## EXERCISE
The complete data, repeated exactly, should form your response.

(Collected data)
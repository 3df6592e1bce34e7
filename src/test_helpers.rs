//! Shared test utilities for the docs-pages test suite.
//!
//! Provides an in-memory fake of the host's services plus node builders,
//! so hook tests read as: build nodes, run hook, assert on what the fake
//! host captured.

use std::collections::HashMap;

use crate::host::{CreateNode, HostActions, NodeStore, SOURCE_INSTANCE_NAME, StableNodeIds};
use crate::node::{DocsPage, FileNode, Frontmatter, HostNode, NodeId};
use crate::schema::TypeDef;

// =========================================================================
// Fake host services
// =========================================================================

/// In-memory file-node store.
#[derive(Default)]
pub struct FakeStore {
    nodes: HashMap<NodeId, FileNode>,
}

impl FakeStore {
    pub fn insert(&mut self, node: FileNode) {
        self.nodes.insert(node.id.clone(), node);
    }
}

impl NodeStore for FakeStore {
    fn file_node(&self, id: &NodeId) -> Option<FileNode> {
        self.nodes.get(id).cloned()
    }
}

/// Captures every action a hook takes.
#[derive(Default)]
pub struct FakeActions {
    pub created: Vec<DocsPage>,
    pub declared_types: Vec<TypeDef>,
}

impl HostActions for FakeActions {
    fn create_node(&mut self, page: DocsPage) {
        self.created.push(page);
    }

    fn create_types(&mut self, type_def: &TypeDef) {
        self.declared_types.push(type_def.clone());
    }
}

/// The full fake host: store, actions, and deterministic ids.
#[derive(Default)]
pub struct FakeHost {
    pub store: FakeStore,
    pub actions: FakeActions,
    pub ids: StableNodeIds,
}

impl FakeHost {
    /// Build a node-creation context for one hook invocation.
    pub fn ctx<'a>(&'a mut self, node: &'a HostNode) -> CreateNode<'a> {
        CreateNode {
            node,
            store: &self.store,
            ids: &self.ids,
            actions: &mut self.actions,
        }
    }
}

// =========================================================================
// Node builders
// =========================================================================

/// A parsed MDX document node with the given parent and frontmatter title.
pub fn mdx_node(id: &str, parent: &str, title: Option<&str>) -> HostNode {
    HostNode {
        id: NodeId::new(id),
        internal_type: "Mdx".to_string(),
        parent: Some(NodeId::new(parent)),
        frontmatter: Frontmatter {
            title: title.map(String::from),
            extra: serde_json::Map::new(),
        },
    }
}

/// A parentless node of an arbitrary type.
pub fn plain_node(id: &str, internal_type: &str) -> HostNode {
    HostNode {
        id: NodeId::new(id),
        internal_type: internal_type.to_string(),
        parent: None,
        frontmatter: Frontmatter::default(),
    }
}

/// A file node sourced from this plugin's content directory.
pub fn file_node(id: &str, name: &str, relative_dir: &str, modified: &str) -> FileNode {
    FileNode {
        id: NodeId::new(id),
        source_instance_name: SOURCE_INSTANCE_NAME.to_string(),
        name: name.to_string(),
        relative_directory: relative_dir.to_string(),
        modified_time: modified.to_string(),
    }
}

/// Builder-style overrides for [`file_node`].
pub trait FileNodeExt {
    fn with_source_instance(self, name: &str) -> FileNode;
}

impl FileNodeExt for FileNode {
    fn with_source_instance(mut self, name: &str) -> FileNode {
        self.source_instance_name = name.to_string();
        self
    }
}
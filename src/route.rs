//! URL path derivation for docs pages.
//!
//! A page's URL is composed from the configured base path, the source file's
//! directory relative to the content root, and the file name — except that a
//! file named `index` contributes no trailing segment, so `guides/index.mdx`
//! lands on `/guides` rather than `/guides/index`. Mirrors the convention
//! every static-site host uses for directory indexes.

/// The file stem that maps to its containing directory's URL.
const INDEX_STEM: &str = "index";

/// The URL segment a file contributes: its stem, or nothing for `index`.
pub fn page_name(file_stem: &str) -> &str {
    if file_stem == INDEX_STEM { "" } else { file_stem }
}

/// Compose a clean absolute URL path from base path, relative directory,
/// and page name.
///
/// Empty segments are skipped and stray slashes trimmed, so callers can pass
/// values verbatim from config and file nodes:
///
/// - `("", "guides", "setup")` → `/guides/setup`
/// - `("docs", "guides", "")` → `/docs/guides`
/// - `("", "", "")` → `/`
pub fn page_path(base_path: &str, relative_dir: &str, page_name: &str) -> String {
    let mut path = String::from("/");
    for segment in [base_path, relative_dir, page_name] {
        for part in segment.split('/').filter(|p| !p.is_empty()) {
            if !path.ends_with('/') {
                path.push('/');
            }
            path.push_str(part);
        }
    }
    path
}
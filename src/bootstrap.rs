//! Content-directory bootstrap.
//!
//! Runs before the host scans for content. A fresh site has no content
//! directory yet; creating it here means the host's file sourcing always has
//! a directory to watch and the user gets an obvious place to put documents.

use crate::config::PluginOptions;
use crate::host::PreBootstrap;
use std::fs;
use thiserror::Error;

#[derive(Error, Debug)]
pub enum BootstrapError {
    #[error("failed to create content directory: {0}")]
    Io(#[from] std::io::Error),
}

/// Pre-bootstrap hook: ensure the configured content directory exists.
///
/// Creates missing ancestor directories too. Idempotent — an existing
/// directory is left untouched. Filesystem errors propagate; the host
/// aborts its bootstrap on failure.
pub fn on_pre_bootstrap(
    ctx: &PreBootstrap<'_>,
    options: &PluginOptions,
) -> Result<(), BootstrapError> {
    let config = options.resolve();
    let dir = ctx.project_dir.join(&config.content_path);
    if !dir.exists() {
        fs::create_dir_all(&dir)?;
        tracing::debug!(dir = %dir.display(), "created content directory");
    }
    Ok(())
}

#[cfg(test)]
mod tests {
    use super::*;
    use tempfile::TempDir;

    #[test]
    fn creates_missing_content_directory() {
        let tmp = TempDir::new().unwrap();
        let ctx = PreBootstrap {
            project_dir: tmp.path(),
        };
        on_pre_bootstrap(&ctx, &PluginOptions::default()).unwrap();
        assert!(tmp.path().join("docs").is_dir());
    }

    #[test]
    fn creates_missing_ancestors() {
        let tmp = TempDir::new().unwrap();
        let ctx = PreBootstrap {
            project_dir: tmp.path(),
        };
        let options = PluginOptions {
            content_path: Some("content/docs/guides".to_string()),
            base_path: None,
        };
        on_pre_bootstrap(&ctx, &options).unwrap();
        assert!(tmp.path().join("content/docs/guides").is_dir());
    }

    #[test]
    fn second_call_is_a_no_op() {
        let tmp = TempDir::new().unwrap();
        let ctx = PreBootstrap {
            project_dir: tmp.path(),
        };
        let options = PluginOptions::default();
        on_pre_bootstrap(&ctx, &options).unwrap();
        assert!(tmp.path().join("docs").is_dir());
        on_pre_bootstrap(&ctx, &options).unwrap();
        assert!(tmp.path().join("docs").is_dir());
    }

    #[test]
    fn existing_directory_contents_are_untouched() {
        let tmp = TempDir::new().unwrap();
        let docs = tmp.path().join("docs");
        std::fs::create_dir(&docs).unwrap();
        std::fs::write(docs.join("setup.mdx"), "# Setup\n").unwrap();

        let ctx = PreBootstrap {
            project_dir: tmp.path(),
        };
        on_pre_bootstrap(&ctx, &PluginOptions::default()).unwrap();
        assert!(docs.join("setup.mdx").is_file());
    }
}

## COMPLETED TASK
repository 3df6592e1bce34e7
filename src/test_helpers.rs
//! Shared test utilities for the docs-pages test suite.
//!
//! Provides an in-memory fake of the host's services plus node builders,
//! so hook tests read as: build nodes, run hook, assert on what the fake
//! host captured.

use std::collections::HashMap;

use crate::host::{CreateNode, HostActions, NodeStore, SOURCE_INSTANCE_NAME, StableNodeIds};
use crate::node::{DocsPage, FileNode, Frontmatter, HostNode, NodeId};
use crate::schema::TypeDef;

// =========================================================================
// Fake host services
// =========================================================================

/// In-memory file-node store.
#[derive(Default)]
pub struct FakeStore {
    nodes: HashMap<NodeId, FileNode>,
}

impl FakeStore {
    pub fn insert(&mut self, node: FileNode) {
        self.nodes.insert(node.id.clone(), node);
    }
}

impl NodeStore for FakeStore {
    fn file_node(&self, id: &NodeId) -> Option<FileNode> {
        self.nodes.get(id).cloned()
    }
}

/// Captures every action a hook takes.
#[derive(Default)]
pub struct FakeActions {
    pub created: Vec<DocsPage>,
    pub declared_types: Vec<TypeDef>,
}

impl HostActions for FakeActions {
    fn create_node(&mut self, page: DocsPage) {
        self.created.push(page);
    }

    fn create_types(&mut self, type_def: &TypeDef) {
        self.declared_types.push(type_def.clone());
    }
}

/// The full fake host: store, actions, and deterministic ids.
#[derive(Default)]
pub struct FakeHost {
    pub store: FakeStore,
    pub actions: FakeActions,
    pub ids: StableNodeIds,
}

impl FakeHost {
    /// Build a node-creation context for one hook invocation.
    pub fn ctx<'a>(&'a mut self, node: &'a HostNode) -> CreateNode<'a> {
        CreateNode {
            node,
            store: &self.store,
            ids: &self.ids,
            actions: &mut self.actions,
        }
    }
}

// =========================================================================
// Node builders
// =========================================================================

/// A parsed MDX document node with the given parent and frontmatter title.
pub fn mdx_node(id: &str, parent: &str, title: Option<&str>) -> HostNode {
    HostNode {
        id: NodeId::new(id),
        internal_type: "Mdx".to_string(),
        parent: Some(NodeId::new(parent)),
        frontmatter: Frontmatter {
            title: title.map(String::from),
            extra: serde_json::Map::new(),
        },
    }
}

/// A parentless node of an arbitrary type.
pub fn plain_node(id: &str, internal_type: &str) -> HostNode {
    HostNode {
        id: NodeId::new(id),
        internal_type: internal_type.to_string(),
        parent: None,
        frontmatter: Frontmatter::default(),
    }
}

/// A file node sourced from this plugin's content directory.
pub fn file_node(id: &str, name: &str, relative_dir: &str, modified: &str) -> FileNode {
    FileNode {
        id: NodeId::new(id),
        source_instance_name: SOURCE_INSTANCE_NAME.to_string(),
        name: name.to_string(),
        relative_directory: relative_dir.to_string(),
        modified_time: modified.to_string(),
    }
}

/// Builder-style overrides for [`file_node`].
pub trait FileNodeExt {
    fn with_source_instance(self, name: &str) -> FileNode;
}

impl FileNodeExt for FileNode {
    fn with_source_instance(mut self, name: &str) -> FileNode {
        self.source_instance_name = name.to_string();
        self
    }
}
filename src/route.rs
//! URL path derivation for docs pages.
//!
//! A page's URL is composed from the configured base path, the source file's
//! directory relative to the content root, and the file name — except that a
//! file named `index` contributes no trailing segment, so `guides/index.mdx`
//! lands on `/guides` rather than `/guides/index`. Mirrors the convention
//! every static-site host uses for directory indexes.

/// The file stem that maps to its containing directory's URL.
const INDEX_STEM: &str = "index";

/// The URL segment a file contributes: its stem, or nothing for `index`.
pub fn page_name(file_stem: &str) -> &str {
    if file_stem == INDEX_STEM { "" } else { file_stem }
}

/// Compose a clean absolute URL path from base path, relative directory,
/// and page name.
///
/// Empty segments are skipped and stray slashes trimmed, so callers can pass
/// values verbatim from config and file nodes:
///
/// - `("", "guides", "setup")` → `/guides/setup`
/// - `("docs", "guides", "")` → `/docs/guides`
/// - `("", "", "")` → `/`
pub fn page_path(base_path: &str, relative_dir: &str, page_name: &str) -> String {
    let mut path = String::from("/");
    for segment in [base_path, relative_dir, page_name] {
        for part in segment.split('/').filter(|p| !p.is_empty()) {
            if !path.ends_with('/') {
                path.push('/');
            }
            path.push_str(part);
        }
    }
    path
}
filename src/bootstrap.rs
//! Content-directory bootstrap.
//!
//! Runs before the host scans for content. A fresh site has no content
//! directory yet; creating it here means the host's file sourcing always has
//! a directory to watch and the user gets an obvious place to put documents.

use crate::config::PluginOptions;
use crate::host::PreBootstrap;
use std::fs;
use thiserror::Error;

#[derive(Error, Debug)]
pub enum BootstrapError {
    #[error("failed to create content directory: {0}")]
    Io(#[from] std::io::Error),
}

/// Pre-bootstrap hook: ensure the configured content directory exists.
///
/// Creates missing ancestor directories too. Idempotent — an existing
/// directory is left untouched. Filesystem errors propagate; the host
/// aborts its bootstrap on failure.
pub fn on_pre_bootstrap(
    ctx: &PreBootstrap<'_>,
    options: &PluginOptions,
) -> Result<(), BootstrapError> {
    let config = options.resolve();
    let dir = ctx.project_dir.join(&config.content_path);
    if !dir.exists() {
        fs::create_dir_all(&dir)?;
        tracing::debug!(dir = %dir.display(), "created content directory");
    }
    Ok(())
}

#[cfg(test)]
mod tests {
    use super::*;
    use tempfile::TempDir;

    #[test]
    fn creates_missing_content_directory() {
        let tmp = TempDir::new().unwrap();
        let ctx = PreBootstrap {
            project_dir: tmp.path(),
        };
        on_pre_bootstrap(&ctx, &PluginOptions::default()).unwrap();
        assert!(tmp.path().join("docs").is_dir());
    }

    #[test]
    fn creates_missing_ancestors() {
        let tmp = TempDir::new().unwrap();
        let ctx = PreBootstrap {
            project_dir: tmp.path(),
        };
        let options = PluginOptions {
            content_path: Some("content/docs/guides".to_string()),
            base_path: None,
        };
        on_pre_bootstrap(&ctx, &options).unwrap();
        assert!(tmp.path().join("content/docs/guides").is_dir());
    }

    #[test]
    fn second_call_is_a_no_op() {
        let tmp = TempDir::new().unwrap();
        let ctx = PreBootstrap {
            project_dir: tmp.path(),
        };
        let options = PluginOptions::default();
        on_pre_bootstrap(&ctx, &options).unwrap();
        assert!(tmp.path().join("docs").is_dir());
        on_pre_bootstrap(&ctx, &options).unwrap();
        assert!(tmp.path().join("docs").is_dir());
    }

    #[test]
    fn existing_directory_contents_are_untouched() {
        let tmp = TempDir::new().unwrap();
        let docs = tmp.path().join("docs");
        std::fs::create_dir(&docs).unwrap();
        std::fs::write(docs.join("setup.mdx"), "# Setup\n").unwrap();

        let ctx = PreBootstrap {
            project_dir: tmp.path(),
        };
        on_pre_bootstrap(&ctx, &PluginOptions::default()).unwrap();
        assert!(docs.join("setup.mdx").is_file());
    }
}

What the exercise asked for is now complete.